Le bonheur des Belges. P. Roegiers
Voici un livre singulier, l’écho joyeux du roman d’Hugo Claus « Le chagrin des Belges » (1985). Dès la première page, la lectrice suit un enfant sur les lieux mythiques de l’histoire de la Belgique (Waterloo, l’Expo Universelle de 58, le Tour des Flandres…) à la rencontre de personnages Belges célèbres comme Breughel, Tintin, Simenon, Brel, Yolande Moreau etc…Nostalgique, Patrick Roegiers nous parle de son plat pays de manière déjantée, dans un style euphorique, en s’amusant à mélanger le fictif au réel. Les Belges seront conquis par cette lecture, les autres lecteurs pourront se référer à l’index pour comprendre toutes les références. Finalement, ce drôle de livre est un tour buissonnier de la question belge. Bon moment de lecture.
Paroles blessées. M. Terki
Il faut lire ce recueil de poésie, écrit en prose, en s’imprégnant de la beauté de chaque mot. Des paroles blessées comme des cicatrices. Meriem Terki évoque le temps qui passe, l’amour, la mort, le désir, l’attente… Elle dépose, sur les pages de ses cahiers d’étudiante, des mots comme des larmes et confie ses amours mortes, interdites, dans un rapport au corps très sensuel. En dévoilant son univers tissé d’absolu, Meriem oscille entre ombre et lumière pour provoquer en nous toute une gamme d’émotions.
« Il est passé, tu sais, le train de nos baisers, j’attendrai qu’il revienne. »

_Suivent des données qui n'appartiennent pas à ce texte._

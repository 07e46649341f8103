//! Text wrapping for clarification and message bodies

/// Word-wrap every line of `text` to at most `width` characters
///
/// Lines are broken at spaces only; words longer than `width` stay intact.
/// Existing newlines (including a trailing one) are kept.
pub fn word_wrap(text: &str, width: usize) -> String {
    text.split('\n')
        .map(|line| wrap_line(line, width))
        .collect::<Vec<_>>()
        .join("\n")
}

fn wrap_line(line: &str, width: usize) -> String {
    if line.chars().count() <= width {
        return line.to_string();
    }

    let mut lines: Vec<String> = Vec::new();
    let mut current = String::new();
    let mut current_len = 0;

    for word in line.split(' ') {
        let word_len = word.chars().count();
        if current.is_empty() {
            current.push_str(word);
            current_len = word_len;
        } else if current_len + 1 + word_len <= width {
            current.push(' ');
            current.push_str(word);
            current_len += 1 + word_len;
        } else {
            lines.push(std::mem::take(&mut current));
            current.push_str(word);
            current_len = word_len;
        }
    }
    lines.push(current);
    lines.join("\n")
}

/// Wrap unquoted text while leaving quoted lines untouched
///
/// A line is quoted when it starts with any character of `quote`. Runs of
/// unquoted lines are wrapped to `width`; trailing whitespace of the final
/// unquoted run is dropped.
pub fn wrap_unquoted(text: &str, width: usize, quote: &str) -> String {
    let mut result = String::new();
    let mut unquoted = String::new();

    for line in text.split('\n') {
        let is_quoted = !quote.is_empty()
            && line.chars().next().is_some_and(|c| quote.contains(c));
        if is_quoted {
            result.push_str(&word_wrap(&unquoted, width));
            unquoted.clear();
            result.push_str(line);
            result.push('\n');
        } else {
            unquoted.push_str(line);
            unquoted.push('\n');
        }
    }

    result.push_str(&word_wrap(unquoted.trim_end(), width));
    result
}
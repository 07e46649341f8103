//! Utility functions

pub mod color;
pub mod format;
pub mod html;
pub mod time;
pub mod wrap;

pub use html::escape;
pub use time::{now_utc, print_time, print_time_diff};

Des chauves-souris, des singes et des hommes. P. Constant
L’OMS vient de publier un rapport selon lequel une personne décède chaque minute dans le monde à cause d’une maladie infectieuse. Paule Constant est bien placée pour nous parler des grandes épidémies: son père était médecin militaire et son mari est un infectiologue réputé. A travers cette fiction, l’auteure tente d’identifier la chaîne d’une mystérieuse épidémie mortelle en partant du premier malade: un gamin de deux ans nommé Emile. Tout se passe en Afrique, au Congo, dans la tribu des Boutouls entourée du désordre des herbes bambous et des plants de manioc. La sœur d’Emile, Olympe, joue avec un bébé chauve-souris sous un manguier alors que les garçons de la tribu partent à la recherche de gibier dans la Montagne des nuages. Quelques jours plus tard, l’ensemble de la tribu partage un festin: de la viande de brousse rapportée victorieusement par les garçons. Dans cette région, des sœurs et bénévoles de « Médecins Sans Frontières » s’activent pour soigner les populations en menant des campagnes de vaccination. Le personnage d’Agrippine est docteur en médecine et voyage pour des ONG, au gré des guerres et des épidémies, loin d’un système auquel elle n’adhère pas. Aux côtés de Virgile, un ethnologue, Agrippine va confronter ses thèses à propos des maladies endémiques. Malheureusement, l’ignorance et le manque de moyens favorisent le développement des épidémies et la bonne volonté ne suffit pas. La superstition est un autre grand thème du roman: Olympe sera destinée à porter la malédiction de la tribu. La nature se venge t-elle des hommes? Paule Constant, membre de l’Académie Goncourt, dépeint talentueusement la beauté de l’Afrique, ses croyances et ses traditions. C’est avec plaisir que nous partons dans cette aventure pourtant dénuée de mystère car Paule Constant a déjà dévoilé, dans quelques interviews, le nom de l’épidémie dont elle décrit les mécanismes: Ebola. Bon moment de lecture.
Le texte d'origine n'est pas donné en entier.